▸ WORK TO COMPLETE
Whenever the word "Duration" turns up in a line below, that line should be copied.

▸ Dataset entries
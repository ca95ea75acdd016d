//! Block retrieval with rate-limit back-off.

use crate::{
    error::{EthRequestError, EthermanResult},
    provider::{L1RpcError, L1RpcProvider, RpcBlock},
    Etherman,
};

use alloy_json_rpc::RpcError;
use alloy_primitives::B256;
use alloy_transport::TransportErrorKind;
use std::{
    collections::{HashMap, HashSet},
    time::Duration,
};
use tokio::sync::Mutex;
use zkevm_sync_primitives::RollupBlock;

/// Attempts per block request before a rate-limit failure is surfaced.
const RATE_LIMIT_ATTEMPTS: usize = 5;

/// The delay schedule between rate-limited attempts, read cyclically.
const RATE_LIMIT_DELAYS: [Duration; 4] = [
    Duration::from_secs(30),
    Duration::from_secs(60),
    Duration::from_secs(120),
    Duration::from_secs(600),
];

/// Maps a block response onto the bucket type, dropping the body.
pub(crate) fn into_rollup_block(block: &RpcBlock) -> RollupBlock {
    RollupBlock::new(
        block.header.number,
        block.header.hash,
        block.header.parent_hash,
        block.header.timestamp,
    )
}

fn is_rate_limited(error: &L1RpcError) -> bool {
    matches!(error, RpcError::Transport(TransportErrorKind::HttpError(http)) if http.status == 429)
}

impl<P: L1RpcProvider> Etherman<P> {
    /// Fetches the block with the given hash. HTTP 429 responses are retried
    /// up to five attempts with delays of 30, 60, 120 and 600 seconds; any
    /// other error is surfaced immediately. Dropping the returned future
    /// between attempts aborts the retry loop.
    pub(crate) async fn block_by_hash_with_retry(
        &self,
        hash: B256,
    ) -> Result<RollupBlock, EthRequestError> {
        let mut remaining = RATE_LIMIT_ATTEMPTS;
        loop {
            remaining -= 1;
            match self.provider.block_by_hash(hash).await {
                Ok(Some(block)) => {
                    self.metrics.blocks_retrieved.increment(1);
                    return Ok(into_rollup_block(&block));
                }
                Ok(None) => return Err(EthRequestError::MissingBlock(hash)),
                Err(error) if is_rate_limited(&error) && remaining > 0 => {
                    let delay =
                        RATE_LIMIT_DELAYS[(RATE_LIMIT_ATTEMPTS - 1 - remaining) % RATE_LIMIT_DELAYS.len()];
                    tracing::error!(
                        target: "zkevm::etherman",
                        %hash,
                        remaining,
                        delay_secs = delay.as_secs(),
                        "rate limited while fetching block, backing off"
                    );
                    self.metrics.rate_limit_retries.increment(1);
                    tokio::time::sleep(delay).await;
                    tracing::info!(target: "zkevm::etherman", %hash, "retrying block fetch");
                }
                Err(error) => return Err(error.into()),
            }
        }
    }

    /// Fetches every distinct block referenced by `hashes` concurrently. The
    /// result map and the error slot share one mutex; the last error observed
    /// wins, and any failure fails the whole batch.
    pub async fn blocks_in_parallel(
        &self,
        hashes: impl IntoIterator<Item = B256>,
    ) -> EthermanResult<HashMap<B256, RollupBlock>> {
        let distinct: HashSet<B256> = hashes.into_iter().collect();
        let outcome = Mutex::new((HashMap::with_capacity(distinct.len()), None));

        futures::future::join_all(distinct.into_iter().map(|hash| {
            let outcome = &outcome;
            async move {
                match self.block_by_hash_with_retry(hash).await {
                    Ok(block) => {
                        outcome.lock().await.0.insert(hash, block);
                    }
                    Err(error) => {
                        tracing::error!(target: "zkevm::etherman", %hash, %error, "failed to retrieve block");
                        outcome.lock().await.1 = Some(error);
                    }
                }
            }
        }))
        .await;

        let (blocks, error) = outcome.into_inner();
        match error {
            Some(error) => Err(error.into()),
            None => Ok(blocks),
        }
    }
}
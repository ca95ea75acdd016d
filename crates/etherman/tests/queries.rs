//! Construction checks and scalar contract queries.

use alloy_primitives::{Address, B256, U256};
use alloy_sol_types::{SolCall, SolValue};
use zkevm_sync_etherman::{
    test_utils::{block, MockL1Rpc},
    Etherman, EthermanConfig, EthermanError, L1ContractAddresses,
};
use zkevm_sync_l1::abi::calls::views;

const CHAIN_ID: u64 = 1337;
const ROLLUP_ID: u32 = 3;

fn contracts() -> L1ContractAddresses {
    L1ContractAddresses {
        zkevm: Address::with_last_byte(0xaa),
        rollup_manager: Address::with_last_byte(0xbb),
        global_exit_root_manager: Address::with_last_byte(0xcc),
    }
}

fn mock() -> MockL1Rpc {
    let mut mock = MockL1Rpc::new(CHAIN_ID);
    mock.set_call_return(
        contracts().rollup_manager,
        views::rollupAddressToIDCall::SELECTOR,
        ROLLUP_ID.abi_encode().into(),
    );
    mock
}

fn config() -> EthermanConfig {
    EthermanConfig::new("http://localhost:8545".into(), contracts())
}

/// Return tuple of `rollupIDToRollupData` with the given batch counters and
/// L2 chain id.
fn rollup_data_return(last_sequenced: u64, last_verified: u64, l2_chain_id: u64) -> Vec<u8> {
    (
        Address::ZERO,
        l2_chain_id,
        Address::ZERO,
        7u64,
        B256::ZERO,
        last_sequenced,
        last_verified,
        0u64,
        0u64,
        0u64,
        1u64,
        0u16,
    )
        .abi_encode()
}

#[tokio::test]
async fn construction_resolves_the_rollup_id_and_adopts_the_chain_id() -> eyre::Result<()> {
    let etherman = Etherman::new(mock(), config(), None).await?;
    assert_eq!(etherman.rollup_id(), ROLLUP_ID);
    assert_eq!(etherman.l1_chain_id(), CHAIN_ID);
    Ok(())
}

#[tokio::test]
async fn construction_rejects_a_chain_id_mismatch() {
    let mut config = config();
    config.l1_chain_id = 5;

    let err = Etherman::new(mock(), config, None).await.unwrap_err();
    assert!(matches!(
        err,
        EthermanError::ChainIdMismatch { expected: 5, reported: CHAIN_ID },
    ));
}

#[tokio::test]
async fn construction_accepts_a_matching_chain_id() -> eyre::Result<()> {
    let mut config = config();
    config.l1_chain_id = CHAIN_ID;
    Etherman::new(mock(), config, None).await?;
    Ok(())
}

#[tokio::test]
async fn validium_mode_requires_a_data_availability_provider() {
    let mut config = config();
    config.validium_enabled = true;

    let err = Etherman::new(mock(), config, None).await.unwrap_err();
    assert!(matches!(err, EthermanError::MissingDataAvailability));
}

#[tokio::test]
async fn batch_counters_come_from_the_rollup_record() -> eyre::Result<()> {
    let mut mock = mock();
    mock.set_call_return(
        contracts().rollup_manager,
        views::rollupIDToRollupDataCall::SELECTOR,
        rollup_data_return(42, 37, 2_442).into(),
    );

    let etherman = Etherman::new(mock, config(), None).await?;
    assert_eq!(etherman.latest_batch_number().await?, 42);
    assert_eq!(etherman.latest_verified_batch_number().await?, 37);
    Ok(())
}

#[tokio::test]
async fn the_l2_chain_id_prefers_the_legacy_contract() -> eyre::Result<()> {
    let mut mock = mock();
    mock.set_call_return(
        contracts().zkevm,
        views::chainIDCall::SELECTOR,
        1_101u64.abi_encode().into(),
    );

    let etherman = Etherman::new(mock, config(), None).await?;
    assert_eq!(etherman.l2_chain_id().await?, 1_101);
    Ok(())
}

#[tokio::test]
async fn the_l2_chain_id_falls_back_to_the_rollup_record() -> eyre::Result<()> {
    // the legacy query is not scripted and fails; the record answers.
    let mut mock = mock();
    mock.set_call_return(
        contracts().rollup_manager,
        views::rollupIDToRollupDataCall::SELECTOR,
        rollup_data_return(0, 0, 2_442).into(),
    );

    let etherman = Etherman::new(mock, config(), None).await?;
    assert_eq!(etherman.l2_chain_id().await?, 2_442);
    Ok(())
}

#[tokio::test]
async fn a_zero_l2_chain_id_is_an_error() {
    let mut mock = mock();
    mock.set_call_return(
        contracts().rollup_manager,
        views::rollupIDToRollupDataCall::SELECTOR,
        rollup_data_return(0, 0, 0).into(),
    );

    let etherman = Etherman::new(mock, config(), None).await.unwrap();
    let err = etherman.l2_chain_id().await.unwrap_err();
    assert!(matches!(err, EthermanError::ZeroL2ChainId));
}

#[tokio::test]
async fn trusted_sequencer_queries_decode_their_returns() -> eyre::Result<()> {
    let sequencer = Address::with_last_byte(0x51);
    let mut mock = mock();
    mock.set_call_return(
        contracts().zkevm,
        views::trustedSequencerCall::SELECTOR,
        sequencer.abi_encode().into(),
    );
    mock.set_call_return(
        contracts().zkevm,
        views::trustedSequencerURLCall::SELECTOR,
        "https://sequencer.example".to_string().abi_encode().into(),
    );

    let etherman = Etherman::new(mock, config(), None).await?;
    assert_eq!(etherman.trusted_sequencer().await?, sequencer);
    assert_eq!(etherman.trusted_sequencer_url().await?, "https://sequencer.example");
    Ok(())
}

#[tokio::test]
async fn block_tag_queries_read_the_tagged_headers() -> eyre::Result<()> {
    let mut mock = mock();
    mock.latest = Some(block(120, B256::with_last_byte(120), B256::with_last_byte(119), 2_400));
    mock.safe = Some(block(110, B256::with_last_byte(110), B256::with_last_byte(109), 2_200));
    mock.finalized =
        Some(block(100, B256::with_last_byte(100), B256::with_last_byte(99), 2_000));

    let etherman = Etherman::new(mock, config(), None).await?;
    assert_eq!(etherman.latest_block_number().await?, 120);
    assert_eq!(etherman.safe_block_number().await?, 110);
    assert_eq!(etherman.finalized_block_number().await?, 100);
    assert_eq!(etherman.latest_block_timestamp().await?, 2_400);
    Ok(())
}

#[tokio::test]
async fn an_absent_block_is_not_found() -> eyre::Result<()> {
    let mut mock = mock();
    mock.add_block(block(100, B256::with_last_byte(100), B256::with_last_byte(99), 2_000));

    let etherman = Etherman::new(mock, config(), None).await?;

    let found = etherman.l1_block_by_number(100).await?;
    assert_eq!(found.block_hash, B256::with_last_byte(100));
    assert_eq!(found.received_at, 2_000);

    let err = etherman.l1_block_by_number(101).await.unwrap_err();
    assert!(matches!(err, EthermanError::NotFound));

    let err = etherman.latest_block_number().await.unwrap_err();
    assert!(matches!(err, EthermanError::NotFound));
    Ok(())
}

#[tokio::test]
async fn the_fee_query_multiplies_by_the_batch_count() -> eyre::Result<()> {
    let mut mock = mock();
    mock.set_call_return(
        contracts().rollup_manager,
        views::getBatchFeeCall::SELECTOR,
        U256::from(1_000u64).abi_encode().into(),
    );

    let etherman = Etherman::new(mock, config(), None).await?;
    assert_eq!(etherman.send_sequence_fee(5).await?, U256::from(5_000u64));
    Ok(())
}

▸ RESULT OF THE EXERCISE
    time::Duration,
const RATE_LIMIT_DELAYS: [Duration; 4] = [
    Duration::from_secs(30),
    Duration::from_secs(60),
    Duration::from_secs(120),
    Duration::from_secs(600),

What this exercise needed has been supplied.